* **Work request**:
Below is a listing from which only part is wanted; return exactly the lines from the one with "항목이 없는지 확인합니다." up to and including the one with "빈 결과를 반환합니다.".

* **Stored data**:
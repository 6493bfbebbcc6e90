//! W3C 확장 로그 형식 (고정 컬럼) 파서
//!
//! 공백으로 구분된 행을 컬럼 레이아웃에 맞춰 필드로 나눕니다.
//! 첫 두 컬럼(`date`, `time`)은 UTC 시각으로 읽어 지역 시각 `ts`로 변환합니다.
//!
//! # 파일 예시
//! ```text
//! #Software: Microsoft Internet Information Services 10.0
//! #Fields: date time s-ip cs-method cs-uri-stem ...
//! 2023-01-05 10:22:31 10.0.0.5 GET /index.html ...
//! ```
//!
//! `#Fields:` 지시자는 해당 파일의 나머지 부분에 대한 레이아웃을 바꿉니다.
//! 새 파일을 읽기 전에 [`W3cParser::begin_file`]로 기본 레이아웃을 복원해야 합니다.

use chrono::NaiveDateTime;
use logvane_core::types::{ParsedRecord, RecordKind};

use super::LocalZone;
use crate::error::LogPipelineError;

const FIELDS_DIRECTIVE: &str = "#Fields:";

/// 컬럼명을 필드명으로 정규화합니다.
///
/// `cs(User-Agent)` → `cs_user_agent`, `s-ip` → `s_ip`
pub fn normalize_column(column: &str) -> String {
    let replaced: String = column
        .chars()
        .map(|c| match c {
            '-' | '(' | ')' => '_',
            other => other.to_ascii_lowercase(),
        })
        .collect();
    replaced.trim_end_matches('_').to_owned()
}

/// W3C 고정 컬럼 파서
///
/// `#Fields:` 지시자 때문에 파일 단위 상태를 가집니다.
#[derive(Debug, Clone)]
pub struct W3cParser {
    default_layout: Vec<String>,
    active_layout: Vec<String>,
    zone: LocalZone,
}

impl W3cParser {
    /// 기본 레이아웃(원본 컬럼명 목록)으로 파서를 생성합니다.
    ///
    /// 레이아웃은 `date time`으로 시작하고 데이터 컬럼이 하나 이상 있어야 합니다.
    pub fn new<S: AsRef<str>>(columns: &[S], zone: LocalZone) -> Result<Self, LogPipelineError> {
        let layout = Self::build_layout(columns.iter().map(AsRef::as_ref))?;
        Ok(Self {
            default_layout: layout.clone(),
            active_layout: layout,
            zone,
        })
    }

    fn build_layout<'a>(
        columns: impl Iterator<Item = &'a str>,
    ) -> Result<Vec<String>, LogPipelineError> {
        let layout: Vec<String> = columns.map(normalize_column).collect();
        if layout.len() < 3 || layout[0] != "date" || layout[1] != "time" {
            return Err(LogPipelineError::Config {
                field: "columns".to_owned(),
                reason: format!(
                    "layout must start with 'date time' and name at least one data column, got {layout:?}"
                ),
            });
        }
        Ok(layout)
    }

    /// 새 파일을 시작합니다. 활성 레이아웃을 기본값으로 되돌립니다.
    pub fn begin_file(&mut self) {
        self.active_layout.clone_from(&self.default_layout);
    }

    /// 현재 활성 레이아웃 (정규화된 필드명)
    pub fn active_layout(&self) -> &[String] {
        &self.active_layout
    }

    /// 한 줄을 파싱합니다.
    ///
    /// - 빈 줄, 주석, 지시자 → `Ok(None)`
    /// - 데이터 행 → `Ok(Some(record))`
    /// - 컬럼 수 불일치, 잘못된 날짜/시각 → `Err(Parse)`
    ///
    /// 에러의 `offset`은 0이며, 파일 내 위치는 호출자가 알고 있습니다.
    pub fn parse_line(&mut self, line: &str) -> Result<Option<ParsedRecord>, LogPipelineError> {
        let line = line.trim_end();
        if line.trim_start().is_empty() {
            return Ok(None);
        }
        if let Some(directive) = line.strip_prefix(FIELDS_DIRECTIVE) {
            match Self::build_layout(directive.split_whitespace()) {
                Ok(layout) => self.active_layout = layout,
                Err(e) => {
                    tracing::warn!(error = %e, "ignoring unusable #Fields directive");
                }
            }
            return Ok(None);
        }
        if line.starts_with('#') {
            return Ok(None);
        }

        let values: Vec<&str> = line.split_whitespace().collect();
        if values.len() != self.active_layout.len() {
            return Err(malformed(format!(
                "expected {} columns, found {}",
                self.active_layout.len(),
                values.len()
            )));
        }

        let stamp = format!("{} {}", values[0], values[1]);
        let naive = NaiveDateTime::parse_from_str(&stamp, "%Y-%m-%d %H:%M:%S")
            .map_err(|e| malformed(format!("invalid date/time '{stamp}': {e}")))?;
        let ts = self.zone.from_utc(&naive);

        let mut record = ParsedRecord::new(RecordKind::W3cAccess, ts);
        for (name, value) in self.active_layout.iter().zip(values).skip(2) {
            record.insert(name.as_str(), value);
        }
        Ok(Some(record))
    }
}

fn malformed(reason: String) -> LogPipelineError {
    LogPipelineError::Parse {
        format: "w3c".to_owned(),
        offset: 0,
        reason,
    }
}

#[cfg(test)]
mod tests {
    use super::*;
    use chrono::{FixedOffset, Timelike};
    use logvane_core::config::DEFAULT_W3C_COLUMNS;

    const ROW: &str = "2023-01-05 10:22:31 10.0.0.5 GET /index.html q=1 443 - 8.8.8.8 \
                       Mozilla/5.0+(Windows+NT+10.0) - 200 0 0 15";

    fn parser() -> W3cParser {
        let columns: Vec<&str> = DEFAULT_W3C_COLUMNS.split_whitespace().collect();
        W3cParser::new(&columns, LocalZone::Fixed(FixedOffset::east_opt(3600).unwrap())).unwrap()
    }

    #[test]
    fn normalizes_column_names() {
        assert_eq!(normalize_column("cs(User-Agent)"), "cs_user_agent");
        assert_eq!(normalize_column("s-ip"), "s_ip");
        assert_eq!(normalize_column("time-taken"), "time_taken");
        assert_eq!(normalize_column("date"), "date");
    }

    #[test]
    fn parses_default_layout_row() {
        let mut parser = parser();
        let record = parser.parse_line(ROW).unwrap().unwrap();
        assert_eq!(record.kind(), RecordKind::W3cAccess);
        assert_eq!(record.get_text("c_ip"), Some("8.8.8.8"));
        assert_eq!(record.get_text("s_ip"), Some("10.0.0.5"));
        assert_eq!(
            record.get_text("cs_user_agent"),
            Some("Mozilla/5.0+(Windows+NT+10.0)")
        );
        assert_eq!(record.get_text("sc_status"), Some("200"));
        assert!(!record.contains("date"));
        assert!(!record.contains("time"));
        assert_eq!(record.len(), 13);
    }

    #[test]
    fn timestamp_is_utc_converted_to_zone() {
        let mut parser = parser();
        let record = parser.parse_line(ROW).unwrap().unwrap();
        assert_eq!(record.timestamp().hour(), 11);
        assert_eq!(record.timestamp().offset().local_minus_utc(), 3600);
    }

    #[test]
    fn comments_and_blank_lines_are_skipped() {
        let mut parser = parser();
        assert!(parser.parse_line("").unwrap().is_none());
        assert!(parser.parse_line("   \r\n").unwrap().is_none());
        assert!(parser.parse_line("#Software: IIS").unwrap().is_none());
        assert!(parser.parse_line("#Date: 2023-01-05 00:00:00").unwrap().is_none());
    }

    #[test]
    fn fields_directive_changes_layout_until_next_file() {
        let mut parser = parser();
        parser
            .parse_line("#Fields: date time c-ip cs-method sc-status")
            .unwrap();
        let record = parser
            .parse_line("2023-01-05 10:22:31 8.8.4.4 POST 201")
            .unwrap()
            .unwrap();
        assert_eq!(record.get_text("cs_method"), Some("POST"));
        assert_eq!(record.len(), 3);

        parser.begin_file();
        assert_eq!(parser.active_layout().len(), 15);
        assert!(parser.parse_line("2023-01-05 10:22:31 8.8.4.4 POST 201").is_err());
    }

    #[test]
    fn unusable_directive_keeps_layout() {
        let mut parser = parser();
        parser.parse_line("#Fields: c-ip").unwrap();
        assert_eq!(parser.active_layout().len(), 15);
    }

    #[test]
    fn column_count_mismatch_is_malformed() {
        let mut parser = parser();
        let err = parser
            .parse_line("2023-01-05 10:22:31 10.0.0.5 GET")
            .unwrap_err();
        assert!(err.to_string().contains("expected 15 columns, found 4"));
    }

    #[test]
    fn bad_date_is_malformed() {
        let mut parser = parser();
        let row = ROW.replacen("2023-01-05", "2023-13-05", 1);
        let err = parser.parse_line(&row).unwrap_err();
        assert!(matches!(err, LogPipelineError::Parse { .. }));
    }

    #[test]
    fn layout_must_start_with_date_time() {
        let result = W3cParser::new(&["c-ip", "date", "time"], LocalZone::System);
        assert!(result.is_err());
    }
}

...

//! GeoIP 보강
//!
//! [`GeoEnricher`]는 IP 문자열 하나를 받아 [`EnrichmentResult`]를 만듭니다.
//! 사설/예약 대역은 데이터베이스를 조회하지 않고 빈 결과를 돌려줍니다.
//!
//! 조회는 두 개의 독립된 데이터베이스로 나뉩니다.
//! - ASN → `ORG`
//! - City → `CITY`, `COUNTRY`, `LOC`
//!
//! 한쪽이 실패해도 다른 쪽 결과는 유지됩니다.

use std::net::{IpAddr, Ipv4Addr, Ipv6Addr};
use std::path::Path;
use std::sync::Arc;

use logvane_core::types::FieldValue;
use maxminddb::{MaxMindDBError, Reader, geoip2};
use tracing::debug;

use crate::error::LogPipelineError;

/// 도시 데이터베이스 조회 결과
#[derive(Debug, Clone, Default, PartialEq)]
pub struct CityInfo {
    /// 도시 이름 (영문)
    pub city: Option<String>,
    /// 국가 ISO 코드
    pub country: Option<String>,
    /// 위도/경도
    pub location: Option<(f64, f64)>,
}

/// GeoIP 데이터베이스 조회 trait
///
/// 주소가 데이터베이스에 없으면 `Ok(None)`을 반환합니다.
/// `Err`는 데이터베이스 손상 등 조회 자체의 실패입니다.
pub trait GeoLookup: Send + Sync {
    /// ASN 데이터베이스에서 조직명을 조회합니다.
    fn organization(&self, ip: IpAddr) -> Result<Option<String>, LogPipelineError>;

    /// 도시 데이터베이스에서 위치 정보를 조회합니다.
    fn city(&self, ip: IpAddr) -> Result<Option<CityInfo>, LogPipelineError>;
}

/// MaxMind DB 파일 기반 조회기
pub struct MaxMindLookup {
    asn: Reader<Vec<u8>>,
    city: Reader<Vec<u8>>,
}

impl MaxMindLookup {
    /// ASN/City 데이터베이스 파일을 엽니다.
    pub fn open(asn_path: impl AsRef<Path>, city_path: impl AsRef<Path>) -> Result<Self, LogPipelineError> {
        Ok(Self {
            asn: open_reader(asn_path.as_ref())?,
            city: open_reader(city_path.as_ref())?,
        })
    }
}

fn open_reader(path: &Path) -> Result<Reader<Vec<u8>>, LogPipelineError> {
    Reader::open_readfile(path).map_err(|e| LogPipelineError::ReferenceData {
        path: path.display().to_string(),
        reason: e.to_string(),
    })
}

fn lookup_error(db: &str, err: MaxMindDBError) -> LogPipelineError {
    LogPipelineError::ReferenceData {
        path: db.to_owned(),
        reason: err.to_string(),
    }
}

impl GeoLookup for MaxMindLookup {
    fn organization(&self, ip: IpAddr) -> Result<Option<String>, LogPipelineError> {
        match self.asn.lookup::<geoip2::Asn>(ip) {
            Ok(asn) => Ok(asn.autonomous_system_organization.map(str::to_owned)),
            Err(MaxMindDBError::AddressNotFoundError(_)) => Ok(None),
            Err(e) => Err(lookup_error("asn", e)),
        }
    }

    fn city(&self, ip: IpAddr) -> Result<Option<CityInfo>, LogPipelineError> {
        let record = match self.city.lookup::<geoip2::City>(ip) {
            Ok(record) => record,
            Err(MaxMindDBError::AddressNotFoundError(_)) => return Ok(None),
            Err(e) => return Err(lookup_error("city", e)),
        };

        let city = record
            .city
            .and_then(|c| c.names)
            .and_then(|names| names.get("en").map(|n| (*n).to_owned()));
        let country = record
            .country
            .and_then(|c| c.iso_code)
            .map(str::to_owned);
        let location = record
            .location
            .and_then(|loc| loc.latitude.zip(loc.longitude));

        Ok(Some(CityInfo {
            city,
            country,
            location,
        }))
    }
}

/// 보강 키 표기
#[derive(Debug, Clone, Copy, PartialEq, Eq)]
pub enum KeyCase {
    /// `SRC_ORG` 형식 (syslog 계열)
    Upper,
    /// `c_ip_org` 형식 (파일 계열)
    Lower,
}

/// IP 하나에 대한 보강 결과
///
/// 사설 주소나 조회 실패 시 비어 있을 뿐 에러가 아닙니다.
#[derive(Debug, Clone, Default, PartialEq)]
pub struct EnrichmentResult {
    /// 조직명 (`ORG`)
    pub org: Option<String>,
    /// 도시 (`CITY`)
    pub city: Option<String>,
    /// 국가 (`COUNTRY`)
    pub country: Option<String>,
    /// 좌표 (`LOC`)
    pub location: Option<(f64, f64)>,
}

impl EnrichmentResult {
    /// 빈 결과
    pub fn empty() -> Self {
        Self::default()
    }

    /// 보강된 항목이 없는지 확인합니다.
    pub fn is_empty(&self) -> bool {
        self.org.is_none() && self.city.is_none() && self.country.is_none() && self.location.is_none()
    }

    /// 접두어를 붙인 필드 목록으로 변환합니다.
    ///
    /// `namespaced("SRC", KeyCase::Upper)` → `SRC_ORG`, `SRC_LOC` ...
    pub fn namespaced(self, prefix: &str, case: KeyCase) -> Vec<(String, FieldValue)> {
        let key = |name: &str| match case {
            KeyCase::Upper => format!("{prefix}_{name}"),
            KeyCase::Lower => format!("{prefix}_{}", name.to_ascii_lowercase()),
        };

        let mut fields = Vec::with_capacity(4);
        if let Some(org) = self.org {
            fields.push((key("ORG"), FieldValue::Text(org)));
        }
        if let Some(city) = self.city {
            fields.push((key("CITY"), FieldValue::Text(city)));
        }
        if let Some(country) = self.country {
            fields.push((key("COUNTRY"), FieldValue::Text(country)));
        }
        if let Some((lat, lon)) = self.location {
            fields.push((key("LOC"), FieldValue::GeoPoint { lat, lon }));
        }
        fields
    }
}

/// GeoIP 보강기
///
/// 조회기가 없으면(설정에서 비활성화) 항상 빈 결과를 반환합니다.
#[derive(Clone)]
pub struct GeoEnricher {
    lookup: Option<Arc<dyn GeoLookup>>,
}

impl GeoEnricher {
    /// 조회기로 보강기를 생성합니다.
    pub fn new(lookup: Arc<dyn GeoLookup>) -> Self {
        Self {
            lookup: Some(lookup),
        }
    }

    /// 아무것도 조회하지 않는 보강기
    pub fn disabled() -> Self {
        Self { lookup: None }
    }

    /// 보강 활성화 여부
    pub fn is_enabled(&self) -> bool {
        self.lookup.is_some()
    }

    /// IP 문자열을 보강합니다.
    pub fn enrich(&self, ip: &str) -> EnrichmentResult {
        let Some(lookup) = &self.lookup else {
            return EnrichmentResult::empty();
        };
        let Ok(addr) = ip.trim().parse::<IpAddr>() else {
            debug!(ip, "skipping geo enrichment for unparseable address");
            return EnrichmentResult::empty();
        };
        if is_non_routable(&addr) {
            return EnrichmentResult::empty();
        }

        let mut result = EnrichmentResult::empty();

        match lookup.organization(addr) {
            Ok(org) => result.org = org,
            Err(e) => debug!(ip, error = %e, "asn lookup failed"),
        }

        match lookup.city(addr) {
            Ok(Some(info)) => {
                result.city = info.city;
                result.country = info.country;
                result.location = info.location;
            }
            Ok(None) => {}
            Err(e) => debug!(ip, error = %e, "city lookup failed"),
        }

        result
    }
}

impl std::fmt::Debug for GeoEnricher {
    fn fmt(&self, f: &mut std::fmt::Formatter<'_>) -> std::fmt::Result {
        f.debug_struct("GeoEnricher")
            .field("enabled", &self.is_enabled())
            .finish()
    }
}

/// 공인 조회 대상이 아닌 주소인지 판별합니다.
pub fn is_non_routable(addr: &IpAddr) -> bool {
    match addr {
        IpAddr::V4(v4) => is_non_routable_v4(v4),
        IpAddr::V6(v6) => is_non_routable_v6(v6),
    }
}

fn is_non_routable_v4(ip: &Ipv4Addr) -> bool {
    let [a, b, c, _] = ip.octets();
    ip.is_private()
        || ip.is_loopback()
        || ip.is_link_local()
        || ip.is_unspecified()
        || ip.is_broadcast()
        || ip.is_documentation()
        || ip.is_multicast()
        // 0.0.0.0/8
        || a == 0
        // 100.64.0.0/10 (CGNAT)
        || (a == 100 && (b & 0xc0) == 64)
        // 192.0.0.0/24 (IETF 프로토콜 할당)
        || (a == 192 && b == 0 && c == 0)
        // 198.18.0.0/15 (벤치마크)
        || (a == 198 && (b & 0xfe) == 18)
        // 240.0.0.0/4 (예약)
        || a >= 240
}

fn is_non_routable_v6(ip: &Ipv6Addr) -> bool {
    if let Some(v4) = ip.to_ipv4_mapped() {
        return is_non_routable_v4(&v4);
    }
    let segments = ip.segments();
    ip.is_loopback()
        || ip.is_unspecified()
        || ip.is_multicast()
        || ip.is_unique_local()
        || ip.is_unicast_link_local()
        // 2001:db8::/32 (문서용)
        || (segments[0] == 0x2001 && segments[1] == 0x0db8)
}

* **Solution to this task**:
    /// 보강된 항목이 없는지 확인합니다.
    pub fn is_empty(&self) -> bool {
        self.org.is_none() && self.city.is_none() && self.country.is_none() && self.location.is_none()
    }

    /// 접두어를 붙인 필드 목록으로 변환합니다.
    ///
    /// `namespaced("SRC", KeyCase::Upper)` → `SRC_ORG`, `SRC_LOC` ...
    pub fn namespaced(self, prefix: &str, case: KeyCase) -> Vec<(String, FieldValue)> {
        let key = |name: &str| match case {
            KeyCase::Upper => format!("{prefix}_{name}"),
            KeyCase::Lower => format!("{prefix}_{}", name.to_ascii_lowercase()),
        };

        let mut fields = Vec::with_capacity(4);
        if let Some(org) = self.org {
            fields.push((key("ORG"), FieldValue::Text(org)));
        }
        if let Some(city) = self.city {
            fields.push((key("CITY"), FieldValue::Text(city)));
        }
        if let Some(country) = self.country {
            fields.push((key("COUNTRY"), FieldValue::Text(country)));
        }
        if let Some((lat, lon)) = self.location {
            fields.push((key("LOC"), FieldValue::GeoPoint { lat, lon }));
        }
        fields
    }
}

/// GeoIP 보강기
///
/// 조회기가 없으면(설정에서 비활성화) 항상 빈 결과를 반환합니다.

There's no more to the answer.